The experts agreed that a good first step in dealing with Alzheimer's is to have a family consultation with a caseworker or someone else with expertise in dementia and the medical, emotional and legal problems it creates. The earlier the family begins to think about these issues, the better, they said. For example, the Jewish Family Service, Santa Monica, is a nonprofit agency that provides such services to anyone on a sliding fee scale.
The experts also recommended that the family arrange to have the affected individual evaluated at a good geriatric health center. Some of the deficiencies associated with Alzheimer's are treatable, they said. For example, better diet may help a little. "A lot of older people are living on toast and tea," Luce pointed out. A complete evaluation will not only reveal what's wrong with the affected person, but also help the family take full advantage of those abilities that remain, Morishita said.
Two sisters at the workshop admitted they dreaded the thought of Thanksgiving. They planned to fly to Arizona, where they were to have a turkey dinner with their father, then visit their mother, 66, who has been institutionalized with Alzheimer's for almost a decade.
"It's real depressing," the younger sister said. "They have all these (holiday) cards and ads on TV, and they just make you feel worse."
Morishita said such sadness is normal. The person with dementia "is here, but they are not the person they were." Their loved ones, she said, "are grieving all the time."

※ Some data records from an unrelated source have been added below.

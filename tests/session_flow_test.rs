//! End-to-end tests for the session frame cycle and input interpretation,
//! driven through the public library API with seeded RNGs.
//!
//! Flows covered:
//! - attack targeting, tie-breaking, and the acknowledgement pauses
//! - pruning, the win check, and `Over` being terminal
//! - item pickup moving exactly once from room to inventory
//! - bump strikes, the loss condition, and frame counting

use carnage::entity::{EntityId, EntityKind};
use carnage::grid::{Direction, Position};
use carnage::input::Command;
use carnage::session::{GameOutcome, GameSession, Phase, SessionEvent};
use rand::rngs::mock::StepRng;
use rand::SeedableRng;
use rand_chacha::ChaCha8Rng;

fn seeded_session() -> GameSession {
    let mut rng = ChaCha8Rng::seed_from_u64(12345);
    GameSession::new(&mut rng)
}

/// Always draws 0: every wander candidate is one step up. Hostiles parked
/// on the top interior row therefore never move.
fn always_up_rng() -> StepRng {
    StepRng::new(0, 0)
}

fn enemy_ids(session: &GameSession) -> Vec<EntityId> {
    session
        .room
        .entities()
        .iter()
        .filter(|e| e.kind == EntityKind::Enemy)
        .map(|e| e.id)
        .collect()
}

fn place(session: &mut GameSession, id: EntityId, x: i32, y: i32) {
    session.room.get_mut(id).unwrap().pos = Position::new(x, y);
}

fn set_health(session: &mut GameSession, id: EntityId, health: u32) {
    session.room.get_mut(id).unwrap().health = health;
}

/// Parks every hostile on the top interior row, far from the player at
/// (5,5), where an always-up RNG keeps them pinned in place.
fn park_hostiles(session: &mut GameSession) {
    let enemies = enemy_ids(session);
    for (index, id) in enemies.into_iter().enumerate() {
        place(session, id, 1 + index as i32, 1);
    }
    let boss = session.boss_id();
    place(session, boss, 8, 1);
}

#[test]
fn attack_with_no_adjacent_target_changes_nothing() {
    let mut session = seeded_session();
    park_hostiles(&mut session);
    let before: Vec<(EntityId, u32)> = session
        .room
        .entities()
        .iter()
        .map(|e| (e.id, e.health))
        .collect();

    let events = session.handle_command(Command::Attack);

    assert!(events.is_empty());
    assert_eq!(session.phase, Phase::Running);
    let after: Vec<(EntityId, u32)> = session
        .room
        .entities()
        .iter()
        .map(|e| (e.id, e.health))
        .collect();
    assert_eq!(before, after);
}

#[test]
fn attack_strikes_first_adjacent_in_scan_order() {
    let mut session = seeded_session();
    park_hostiles(&mut session);
    let enemies = enemy_ids(&session);
    // Both adjacent to the player; the earlier insertion wins
    place(&mut session, enemies[0], 6, 5);
    place(&mut session, enemies[1], 4, 5);

    let events = session.handle_command(Command::Attack);

    assert_eq!(
        events,
        vec![SessionEvent::TargetHit {
            target: EntityKind::Enemy,
            remaining_health: 40,
        }]
    );
    assert_eq!(session.room.get(enemies[0]).unwrap().health, 40);
    assert_eq!(session.room.get(enemies[1]).unwrap().health, 50);
    // A plain hit does not pause
    assert_eq!(session.phase, Phase::Running);
}

#[test]
fn kill_pauses_for_acknowledgement() {
    let mut session = seeded_session();
    park_hostiles(&mut session);
    let enemies = enemy_ids(&session);
    place(&mut session, enemies[0], 5, 4);
    set_health(&mut session, enemies[0], 10);

    let events = session.handle_command(Command::Attack);

    assert_eq!(
        events,
        vec![SessionEvent::TargetDefeated {
            target: EntityKind::Enemy,
        }]
    );
    // Other hostiles still stand, so movement keys may acknowledge
    assert_eq!(
        session.phase,
        Phase::AwaitingAck {
            movement_inert: false,
        }
    );

    // The acknowledging key is consumed, not interpreted: the player stays put
    session.handle_command(Command::Move(Direction::Left));
    assert_eq!(session.phase, Phase::Running);
    assert_eq!(session.player().unwrap().pos, Position::new(5, 5));
}

#[test]
fn clearing_last_hostile_locks_movement_out_of_the_ack() {
    let mut session = seeded_session();
    park_hostiles(&mut session);
    let enemies = enemy_ids(&session);
    place(&mut session, enemies[0], 5, 4);
    set_health(&mut session, enemies[0], 10);
    set_health(&mut session, enemies[1], 0);
    set_health(&mut session, enemies[2], 0);
    let boss = session.boss_id();
    set_health(&mut session, boss, 0);

    let events = session.handle_command(Command::Attack);

    assert_eq!(
        events,
        vec![
            SessionEvent::TargetDefeated {
                target: EntityKind::Enemy,
            },
            SessionEvent::AllEnemiesDefeated,
        ]
    );
    assert_eq!(
        session.phase,
        Phase::AwaitingAck {
            movement_inert: true,
        }
    );

    // Movement keys are inert for this acknowledgement
    session.handle_command(Command::Move(Direction::Up));
    session.handle_command(Command::Move(Direction::Left));
    assert_eq!(
        session.phase,
        Phase::AwaitingAck {
            movement_inert: true,
        }
    );

    // Any other key resumes
    session.handle_command(Command::Other);
    assert_eq!(session.phase, Phase::Running);
}

#[test]
fn win_check_transitions_to_over_and_stays_there() {
    let mut session = seeded_session();
    park_hostiles(&mut session);
    for id in enemy_ids(&session) {
        set_health(&mut session, id, 0);
    }
    let boss = session.boss_id();
    set_health(&mut session, boss, 0);

    let mut rng = always_up_rng();
    let events = session.advance_frame(&mut rng);

    assert_eq!(events, vec![SessionEvent::Victory { frames: 1 }]);
    assert_eq!(
        session.phase,
        Phase::Over(GameOutcome::Victory { frames: 1 })
    );
    assert_eq!(session.used_moves(), 1);
    // Dead enemies were pruned; the dead boss and the player stay
    assert!(enemy_ids(&session).is_empty());
    assert!(session.room.get(boss).is_some());
    assert!(session.player().is_some());

    // Over is terminal: further frames and commands change nothing
    assert!(session.advance_frame(&mut rng).is_empty());
    assert!(session.handle_command(Command::Attack).is_empty());
    assert_eq!(
        session.phase,
        Phase::Over(GameOutcome::Victory { frames: 1 })
    );
    assert_eq!(session.used_moves(), 1);
}

#[test]
fn win_requires_the_boss_dead_too() {
    let mut session = seeded_session();
    park_hostiles(&mut session);
    for id in enemy_ids(&session) {
        set_health(&mut session, id, 0);
    }

    let mut rng = always_up_rng();
    let events = session.advance_frame(&mut rng);

    assert!(events.is_empty());
    assert_eq!(session.phase, Phase::Running);
    assert!(enemy_ids(&session).is_empty());
}

#[test]
fn pickup_moves_item_to_inventory_exactly_once() {
    let mut session = seeded_session();
    park_hostiles(&mut session);
    let player = session.player_id();
    place(&mut session, player, 2, 3);

    let events = session.handle_command(Command::Other);

    assert_eq!(
        events,
        vec![SessionEvent::ItemPickedUp {
            name: "Health Potion".to_string(),
        }]
    );
    assert_eq!(session.inventory.len(), 1);
    assert_eq!(
        session.inventory.get(0).map(String::as_str),
        Some("Health Potion")
    );
    assert_eq!(session.inventory.get(1), None);
    assert!(!session
        .room
        .entities()
        .iter()
        .any(|e| e.kind == EntityKind::Item));
    assert_eq!(
        session.phase,
        Phase::AwaitingAck {
            movement_inert: false,
        }
    );

    // Acknowledge, then make sure nothing is picked up a second time
    session.handle_command(Command::Other);
    let events = session.handle_command(Command::Other);
    assert!(events.is_empty());
    assert_eq!(session.inventory.len(), 1);
}

#[test]
fn pickup_fires_in_the_same_frame_as_the_move() {
    let mut session = seeded_session();
    park_hostiles(&mut session);
    let item_id = session
        .room
        .entities()
        .iter()
        .find(|e| e.kind == EntityKind::Item)
        .map(|e| e.id)
        .unwrap();
    place(&mut session, item_id, 4, 5);

    let events = session.handle_command(Command::Move(Direction::Left));

    assert_eq!(session.player().unwrap().pos, Position::new(4, 5));
    assert_eq!(
        events,
        vec![SessionEvent::ItemPickedUp {
            name: "Health Potion".to_string(),
        }]
    );
    assert_eq!(session.inventory.len(), 1);
}

#[test]
fn bump_strike_wears_the_player_down_to_defeat() {
    let mut session = seeded_session();
    park_hostiles(&mut session);
    let enemies = enemy_ids(&session);
    // Directly below the player: an always-up candidate is the player's cell
    place(&mut session, enemies[0], 5, 6);
    let player = session.player_id();
    set_health(&mut session, player, 10);

    let mut rng = always_up_rng();
    let events = session.advance_frame(&mut rng);

    assert_eq!(
        events,
        vec![SessionEvent::PlayerHit {
            attacker: EntityKind::Enemy,
            damage: 5,
        }]
    );
    assert_eq!(session.player().unwrap().health, 5);
    // The striker stays put instead of moving onto the player
    assert_eq!(session.room.get(enemies[0]).unwrap().pos, Position::new(5, 6));
    assert_eq!(session.phase, Phase::Running);

    let events = session.advance_frame(&mut rng);
    assert_eq!(
        events,
        vec![
            SessionEvent::PlayerHit {
                attacker: EntityKind::Enemy,
                damage: 5,
            },
            SessionEvent::PlayerDied,
        ]
    );
    assert_eq!(session.player().unwrap().health, 0);
    assert_eq!(session.phase, Phase::Over(GameOutcome::Defeat { frames: 2 }));
    // The fallen player is still in the room
    assert!(session.player().is_some());
}

#[test]
fn used_moves_counts_completed_frames() {
    let mut session = seeded_session();
    park_hostiles(&mut session);
    let mut rng = always_up_rng();
    for _ in 0..5 {
        let events = session.advance_frame(&mut rng);
        assert!(events.is_empty());
    }
    assert_eq!(session.used_moves(), 5);
    assert_eq!(session.phase, Phase::Running);
}

#[test]
fn boss_shrugs_off_three_hits() {
    let mut session = seeded_session();
    park_hostiles(&mut session);
    let boss = session.boss_id();
    place(&mut session, boss, 5, 4);

    for expected in [190, 180, 170] {
        let events = session.handle_command(Command::Attack);
        assert_eq!(
            events,
            vec![SessionEvent::TargetHit {
                target: EntityKind::Boss,
                remaining_health: expected,
            }]
        );
    }
    assert_eq!(session.room.get(boss).unwrap().health, 170);
    // No death branch, no pause
    assert_eq!(session.phase, Phase::Running);
}
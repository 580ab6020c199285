//! One playthrough: the frame cycle, input interpretation, and the phase
//! machine that stands in for blocking key waits.
//!
//! The session owns the room, the inventory, and the frame counter. Modal
//! pauses (inventory view, "press any key" acknowledgements) are explicit
//! phases entered and left by discrete events, so any host loop can drive
//! the core without ever blocking inside it.

use crate::combat::{self, Outcome};
use crate::constants::*;
use crate::entity::{Entity, EntityId, EntityKind};
use crate::grid::{Direction, Position};
use crate::input::Command;
use crate::inventory::Inventory;
use crate::room::Room;
use rand::Rng;

/// How a finished session ended. `frames` is the number of completed frames.
#[derive(Debug, Clone, Copy, PartialEq, Eq)]
pub enum GameOutcome {
    Victory { frames: u32 },
    Defeat { frames: u32 },
}

/// Session phase. Modal phases stop the frame clock entirely:
/// [`GameSession::advance_frame`] only does work while `Running`.
#[derive(Debug, Clone, Copy, PartialEq, Eq)]
pub enum Phase {
    Running,
    /// Waiting for a keypress to dismiss a message. While `movement_inert`
    /// is set, movement keys do not count as an acknowledgement.
    AwaitingAck { movement_inert: bool },
    ShowingInventory,
    /// Terminal. The outer menu loop takes over from here.
    Over(GameOutcome),
}

/// Things that happened during a frame or in response to a command. The
/// host maps these to message-log lines.
#[derive(Debug, Clone, PartialEq, Eq)]
pub enum SessionEvent {
    /// A hostile bumped into the player and struck.
    PlayerHit { attacker: EntityKind, damage: u32 },
    TargetHit { target: EntityKind, remaining_health: u32 },
    TargetDefeated { target: EntityKind },
    /// The kill that cleared the last standing hostile.
    AllEnemiesDefeated,
    ItemPickedUp { name: String },
    PlayerDied,
    Victory { frames: u32 },
}

pub struct GameSession {
    pub room: Room,
    pub inventory: Inventory<String>,
    pub phase: Phase,
    player: EntityId,
    boss: EntityId,
    used_moves: u32,
}

impl GameSession {
    /// Spawns the fixed starting cast: the item, three enemies at random
    /// interior cells, the boss, and finally the player. Insertion order is
    /// the combat/pickup scan order.
    pub fn new<R: Rng>(rng: &mut R) -> Self {
        let mut room = Room::new();
        let (ix, iy) = ITEM_SPAWN;
        room.add(Entity::item(Position::new(ix, iy), STARTING_ITEM_NAME));
        for _ in 0..ENEMY_COUNT {
            room.add(Entity::enemy(random_interior_cell(rng)));
        }
        let (bx, by) = BOSS_SPAWN;
        let boss = room.add(Entity::boss(Position::new(bx, by), BOSS_NAME));
        let (px, py) = PLAYER_SPAWN;
        let player = room.add(Entity::player(Position::new(px, py)));

        Self {
            room,
            inventory: Inventory::new(),
            phase: Phase::Running,
            player,
            boss,
            used_moves: 0,
        }
    }

    pub fn player_id(&self) -> EntityId {
        self.player
    }

    pub fn boss_id(&self) -> EntityId {
        self.boss
    }

    pub fn player(&self) -> Option<&Entity> {
        self.room.get(self.player)
    }

    /// Completed frames; the final score on victory.
    pub fn used_moves(&self) -> u32 {
        self.used_moves
    }

    pub fn is_over(&self) -> bool {
        matches!(self.phase, Phase::Over(_))
    }

    /// One discrete frame, in fixed order: hostiles tick, the frame counter
    /// advances, dead enemies are pruned, then the loss and win checks run.
    /// A no-op outside `Running`, which is what freezes the world during
    /// modal pauses and keeps `Over` terminal.
    pub fn advance_frame<R: Rng>(&mut self, rng: &mut R) -> Vec<SessionEvent> {
        let mut events = Vec::new();
        if self.phase != Phase::Running {
            return events;
        }

        let strikes = self.room.tick(rng);
        if !strikes.is_empty() {
            let total: u32 = strikes.iter().map(|s| s.damage).sum();
            if let Some(player) = self.room.get_mut(self.player) {
                player.take_damage(total);
            }
            for strike in strikes {
                events.push(SessionEvent::PlayerHit {
                    attacker: strike.attacker,
                    damage: strike.damage,
                });
            }
        }

        self.used_moves += 1;
        self.room.prune_dead_enemies();

        if self.player().map_or(false, Entity::is_dead) {
            events.push(SessionEvent::PlayerDied);
            self.phase = Phase::Over(GameOutcome::Defeat {
                frames: self.used_moves,
            });
            return events;
        }

        if !self.room.hostiles_remain() {
            events.push(SessionEvent::Victory {
                frames: self.used_moves,
            });
            self.phase = Phase::Over(GameOutcome::Victory {
                frames: self.used_moves,
            });
            return events;
        }

        self.check_pickup(&mut events);
        events
    }

    /// Interprets one buffered command according to the current phase.
    /// Unrecognized input is inert while running; in modal phases any key
    /// acknowledges, except movement keys while `movement_inert` is set.
    pub fn handle_command(&mut self, command: Command) -> Vec<SessionEvent> {
        let mut events = Vec::new();
        match self.phase {
            Phase::Running => {
                match command {
                    Command::Move(direction) => self.move_player(direction),
                    Command::Attack => self.player_attack(&mut events),
                    Command::OpenInventory => self.phase = Phase::ShowingInventory,
                    Command::Other => {}
                }
                if self.phase == Phase::Running {
                    self.check_pickup(&mut events);
                }
            }
            Phase::AwaitingAck { movement_inert } => {
                if !(movement_inert && command.is_movement()) {
                    self.phase = Phase::Running;
                }
            }
            Phase::ShowingInventory => self.phase = Phase::Running,
            Phase::Over(_) => {}
        }
        events
    }

    /// Movement clamps one cell inside the interior; walking into a wall
    /// leaves the position unchanged.
    fn move_player(&mut self, direction: Direction) {
        if let Some(player) = self.room.get_mut(self.player) {
            let stepped = player.pos.step(direction);
            player.pos = Position::new(
                stepped.x.clamp(1, ROOM_WIDTH - 2),
                stepped.y.clamp(1, ROOM_HEIGHT - 2),
            );
        }
    }

    /// Strikes the first non-player entity in scan order within melee
    /// range; no distance ranking beyond the adjacency test. A kill pauses
    /// for acknowledgement, and the kill that clears the last hostile locks
    /// movement keys out of that acknowledgement.
    fn player_attack(&mut self, events: &mut Vec<SessionEvent>) {
        let (player_pos, damage) = match self.player() {
            Some(p) => (p.pos, p.attack_damage),
            None => return,
        };
        let target_id = self
            .room
            .entities()
            .iter()
            .find(|e| e.id != self.player && combat::in_melee_range(player_pos, e.pos))
            .map(|e| e.id);
        let Some(target_id) = target_id else {
            return;
        };
        let Some(target) = self.room.get_mut(target_id) else {
            return;
        };

        let kind = target.kind;
        match combat::strike(damage, target) {
            Outcome::Defeated => {
                events.push(SessionEvent::TargetDefeated { target: kind });
                if self.room.hostiles_remain() {
                    self.phase = Phase::AwaitingAck {
                        movement_inert: false,
                    };
                } else {
                    events.push(SessionEvent::AllEnemiesDefeated);
                    self.phase = Phase::AwaitingAck {
                        movement_inert: true,
                    };
                }
            }
            Outcome::Hit => {
                let remaining = self.room.get(target_id).map_or(0, |e| e.health);
                events.push(SessionEvent::TargetHit {
                    target: kind,
                    remaining_health: remaining,
                });
            }
        }
    }

    /// The implicit per-frame pickup: the first item on the player's cell
    /// moves from the room into the inventory, exactly once.
    fn check_pickup(&mut self, events: &mut Vec<SessionEvent>) {
        let player_pos = match self.player() {
            Some(p) => p.pos,
            None => return,
        };
        let picked = self
            .room
            .entities()
            .iter()
            .find(|e| e.kind == EntityKind::Item && e.pos == player_pos)
            .map(|e| (e.id, e.name.clone().unwrap_or_default()));
        if let Some((id, name)) = picked {
            self.room.remove(id);
            self.inventory.add(name.clone());
            events.push(SessionEvent::ItemPickedUp { name });
            self.phase = Phase::AwaitingAck {
                movement_inert: false,
            };
        }
    }
}

fn random_interior_cell<R: Rng>(rng: &mut R) -> Position {
    Position::new(
        rng.gen_range(1..=ROOM_WIDTH - 2),
        rng.gen_range(1..=ROOM_HEIGHT - 2),
    )
}

#[cfg(test)]
mod tests {
    use super::*;
    use rand::SeedableRng;
    use rand_chacha::ChaCha8Rng;

    fn test_session() -> GameSession {
        let mut rng = ChaCha8Rng::seed_from_u64(12345);
        GameSession::new(&mut rng)
    }

    #[test]
    fn test_new_session_spawns_expected_cast() {
        let session = test_session();
        let kinds = |kind| {
            session
                .room
                .entities()
                .iter()
                .filter(|e| e.kind == kind)
                .count()
        };
        assert_eq!(kinds(EntityKind::Player), 1);
        assert_eq!(kinds(EntityKind::Enemy), ENEMY_COUNT);
        assert_eq!(kinds(EntityKind::Boss), 1);
        assert_eq!(kinds(EntityKind::Item), 1);

        assert_eq!(session.player().unwrap().pos, Position::new(5, 5));
        let boss = session.room.get(session.boss_id()).unwrap();
        assert_eq!(boss.pos, Position::new(8, 8));
        assert_eq!(boss.health, 200);

        for entity in session.room.entities() {
            assert!(entity.pos.is_interior());
        }
        assert_eq!(session.phase, Phase::Running);
        assert_eq!(session.used_moves(), 0);
    }

    #[test]
    fn test_move_left_then_clamp_at_interior_edge() {
        let mut session = test_session();
        session.handle_command(Command::Move(Direction::Left));
        assert_eq!(session.player().unwrap().pos, Position::new(4, 5));

        // Eight more presses pin the player against the left wall at x = 1
        for _ in 0..8 {
            session.handle_command(Command::Move(Direction::Left));
        }
        assert_eq!(session.player().unwrap().pos, Position::new(1, 5));
    }

    #[test]
    fn test_unrecognized_command_changes_nothing() {
        let mut session = test_session();
        let before: Vec<Entity> = session.room.entities().to_vec();
        let events = session.handle_command(Command::Other);
        assert!(events.is_empty());
        assert_eq!(session.room.entities(), before.as_slice());
        assert_eq!(session.phase, Phase::Running);
    }

    #[test]
    fn test_inventory_phase_opens_and_any_key_closes() {
        let mut session = test_session();
        session.handle_command(Command::OpenInventory);
        assert_eq!(session.phase, Phase::ShowingInventory);

        // The world is frozen while the inventory is open
        let mut rng = ChaCha8Rng::seed_from_u64(1);
        assert!(session.advance_frame(&mut rng).is_empty());
        assert_eq!(session.used_moves(), 0);

        session.handle_command(Command::Other);
        assert_eq!(session.phase, Phase::Running);
    }
}
//! Terminal rendering: main menu, game screen, and game-over screen.

pub mod overlays;
pub mod room_view;

use crate::constants::{ROOM_HEIGHT, ROOM_WIDTH};
use crate::session::{GameOutcome, GameSession, Phase};
use ratatui::{
    layout::{Alignment, Constraint, Direction, Layout, Rect},
    style::{Color, Modifier, Style},
    text::{Line, Span},
    widgets::{Block, Borders, Paragraph},
    Frame,
};
use room_view::RoomWidget;

const TITLE: &str = "====  Carnage  ====";

pub fn draw_menu(frame: &mut Frame) {
    let lines = vec![
        Line::from(Span::styled(
            TITLE,
            Style::default().fg(Color::Yellow).add_modifier(Modifier::BOLD),
        )),
        Line::from(""),
        Line::from("1. Start Game"),
        Line::from("2. Exit Game"),
        Line::from(""),
        Line::from(Span::styled(
            "Enter your choice:",
            Style::default().fg(Color::DarkGray),
        )),
    ];
    let area = centered_rect(30, 8, frame.size());
    let menu = Paragraph::new(lines)
        .alignment(Alignment::Center)
        .block(Block::default().borders(Borders::ALL).title(" Main Menu "));
    frame.render_widget(menu, area);
}

pub fn draw_game(frame: &mut Frame, session: &GameSession, log: &[String]) {
    let chunks = Layout::default()
        .direction(Direction::Vertical)
        .constraints([
            Constraint::Length(1),                      // title
            Constraint::Length(ROOM_HEIGHT as u16 + 2), // room grid
            Constraint::Length(1),                      // status line
            Constraint::Min(3),                         // message log
            Constraint::Length(1),                      // key hints / prompt
        ])
        .split(frame.size());

    let title = Paragraph::new(Line::from(Span::styled(
        TITLE,
        Style::default().fg(Color::Yellow).add_modifier(Modifier::BOLD),
    )))
    .alignment(Alignment::Center);
    frame.render_widget(title, chunks[0]);

    let grid_area = centered_rect(ROOM_WIDTH as u16 * 2 + 2, ROOM_HEIGHT as u16 + 2, chunks[1]);
    let grid_block = Block::default().borders(Borders::ALL);
    let grid_inner = grid_block.inner(grid_area);
    frame.render_widget(grid_block, grid_area);
    frame.render_widget(RoomWidget::new(&session.room), grid_inner);

    let hp = session.player().map_or(0, |p| p.health);
    let status = format!(
        "HP: {}   Frames: {}   Items: {}",
        hp,
        session.used_moves(),
        session.inventory.len()
    );
    frame.render_widget(
        Paragraph::new(status).alignment(Alignment::Center),
        chunks[2],
    );

    draw_log(frame, chunks[3], log);

    let prompt = match session.phase {
        Phase::Running => "[w/a/s/d] move   [space] attack   [i] inventory",
        Phase::AwaitingAck {
            movement_inert: false,
        } => "Press any key to continue...",
        Phase::AwaitingAck {
            movement_inert: true,
        } => "Press any key (except movement keys) to continue...",
        Phase::ShowingInventory => "Press any key to close the inventory...",
        Phase::Over(_) => "",
    };
    frame.render_widget(
        Paragraph::new(Span::styled(prompt, Style::default().fg(Color::DarkGray)))
            .alignment(Alignment::Center),
        chunks[4],
    );

    if session.phase == Phase::ShowingInventory {
        overlays::draw_inventory(frame, &session.inventory);
    }
}

pub fn draw_game_over(frame: &mut Frame, outcome: GameOutcome) {
    let (headline, detail, color) = match outcome {
        GameOutcome::Victory { frames } => (
            "All enemies have been defeated. Game Over!",
            format!("It took you {frames} frame refreshes."),
            Color::Green,
        ),
        GameOutcome::Defeat { frames } => (
            "You have fallen!",
            format!("You survived {frames} frame refreshes."),
            Color::Red,
        ),
    };
    let lines = vec![
        Line::from(Span::styled(
            headline,
            Style::default().fg(color).add_modifier(Modifier::BOLD),
        )),
        Line::from(detail),
        Line::from(""),
        Line::from(Span::styled(
            "Press any key to return to the menu...",
            Style::default().fg(Color::DarkGray),
        )),
    ];
    let area = centered_rect(50, 6, frame.size());
    let widget = Paragraph::new(lines)
        .alignment(Alignment::Center)
        .block(Block::default().borders(Borders::ALL));
    frame.render_widget(widget, area);
}

fn draw_log(frame: &mut Frame, area: Rect, log: &[String]) {
    let block = Block::default().borders(Borders::ALL).title(" Messages ");
    let inner_height = block.inner(area).height as usize;
    let start = log.len().saturating_sub(inner_height);
    let lines: Vec<Line> = log[start..].iter().map(|m| Line::from(m.as_str())).collect();
    frame.render_widget(Paragraph::new(lines).block(block), area);
}

/// Fixed-size rect centered in `area`, shrunk to fit when the terminal is
/// smaller than requested.
fn centered_rect(width: u16, height: u16, area: Rect) -> Rect {
    let width = width.min(area.width);
    let height = height.min(area.height);
    Rect {
        x: area.x + (area.width - width) / 2,
        y: area.y + (area.height - height) / 2,
        width,
        height,
    }
}
//! The room: the single owning collection of every entity present.
//!
//! Everything else (the session included) refers to entities through
//! [`EntityId`] handles. Insertion order is preserved and doubles as the
//! "first adjacent wins" scan order for combat and pickups.

use crate::enemy_ai;
use crate::entity::{Entity, EntityId, EntityKind};
use crate::grid::Position;
use rand::Rng;

/// A bump attack recorded during a tick: a hostile whose wander step landed
/// on the player's cell stayed put and struck instead of moving.
#[derive(Debug, Clone, Copy, PartialEq, Eq)]
pub struct Strike {
    pub attacker: EntityKind,
    pub damage: u32,
}

#[derive(Debug, Default)]
pub struct Room {
    entities: Vec<Entity>,
    next_id: u32,
}

impl Room {
    pub fn new() -> Self {
        Self::default()
    }

    /// Adds an entity, assigning it a fresh id.
    pub fn add(&mut self, mut entity: Entity) -> EntityId {
        self.next_id += 1;
        entity.id = EntityId(self.next_id);
        let id = entity.id;
        self.entities.push(entity);
        id
    }

    /// No-op when the id is not present.
    pub fn remove(&mut self, id: EntityId) {
        self.entities.retain(|e| e.id != id);
    }

    pub fn get(&self, id: EntityId) -> Option<&Entity> {
        self.entities.iter().find(|e| e.id == id)
    }

    pub fn get_mut(&mut self, id: EntityId) -> Option<&mut Entity> {
        self.entities.iter_mut().find(|e| e.id == id)
    }

    /// Live collection in insertion order.
    pub fn entities(&self) -> &[Entity] {
        &self.entities
    }

    /// First entity occupying `pos`, in insertion order.
    pub fn entity_at(&self, pos: Position) -> Option<&Entity> {
        self.entities.iter().find(|e| e.pos == pos)
    }

    /// Removes every dead enemy. The player and the boss stay in the room
    /// even at zero health; only plain enemies are pruned automatically.
    pub fn prune_dead_enemies(&mut self) {
        self.entities
            .retain(|e| e.kind != EntityKind::Enemy || !e.is_dead());
    }

    /// True while any hostile is still standing. The boss is never removed
    /// from the room, so a dead boss does not count.
    pub fn hostiles_remain(&self) -> bool {
        self.entities
            .iter()
            .any(|e| e.kind.is_hostile() && !e.is_dead())
    }

    /// Per-frame bulk update. Player and item ticks are no-ops; each live
    /// hostile takes one wander step, bounded by the interior. A hostile
    /// whose candidate cell is the player's cell strikes instead of moving.
    ///
    /// Entity moves never constrain each other (overlap is allowed), so the
    /// outcome of a tick does not depend on iteration order.
    pub fn tick<R: Rng>(&mut self, rng: &mut R) -> Vec<Strike> {
        let player_pos = self
            .entities
            .iter()
            .find(|e| e.kind == EntityKind::Player)
            .map(|e| e.pos);

        let mut strikes = Vec::new();
        for entity in &mut self.entities {
            if !entity.kind.is_hostile() || entity.is_dead() {
                continue;
            }
            let candidate = enemy_ai::wander_candidate(entity.pos, rng);
            if player_pos == Some(candidate) {
                strikes.push(Strike {
                    attacker: entity.kind,
                    damage: entity.attack_damage,
                });
            } else if candidate.is_interior() {
                entity.pos = candidate;
            }
        }
        strikes
    }
}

One reason the holidays are so difficult is that they underscore the role reversal that is one of the most painful aspects of dealing with dementia.
As Joyce Brunelle, who does public relations for the Westside consortium, said: "Two things that life never prepares us for are parenting and parenting our own parent." Unfortunately, she noted, the intense emotion that Alzheimer's triggers in a family often complicates the coping process, which involves making difficult decisions about everything from where the patient will live to who will control his or her money.
"You have to be very practical at this stage," Brunelle said. "You have to be very dispassionate about it."
The speakers urged care-givers to give themselves a break over the holidays. Less is more, the experts said. Don't try to replicate the lavish holidays of the past, but pick a few favorite traditions and concentrate on them. Simplified holiday activities are also easier on the person with Alzheimer's, who is often unsettled by changes in routine and unusual bustle and clutter.
Start to prepare the affected person for the coming holiday well in advance by marking the calendar, having daily discussions of what the family will do, playing holiday music and, when feasible, making holiday foods.
As Thanksgiving gives way to Hanukkah and Christmas, gifts become a problem.
People with dementia often enjoy videotapes of family members, the experts said. And Brunelle noted that some people like to give a donation in the name of the person with Alzheimer's to a charity that was especially important to him or her before life changed forever.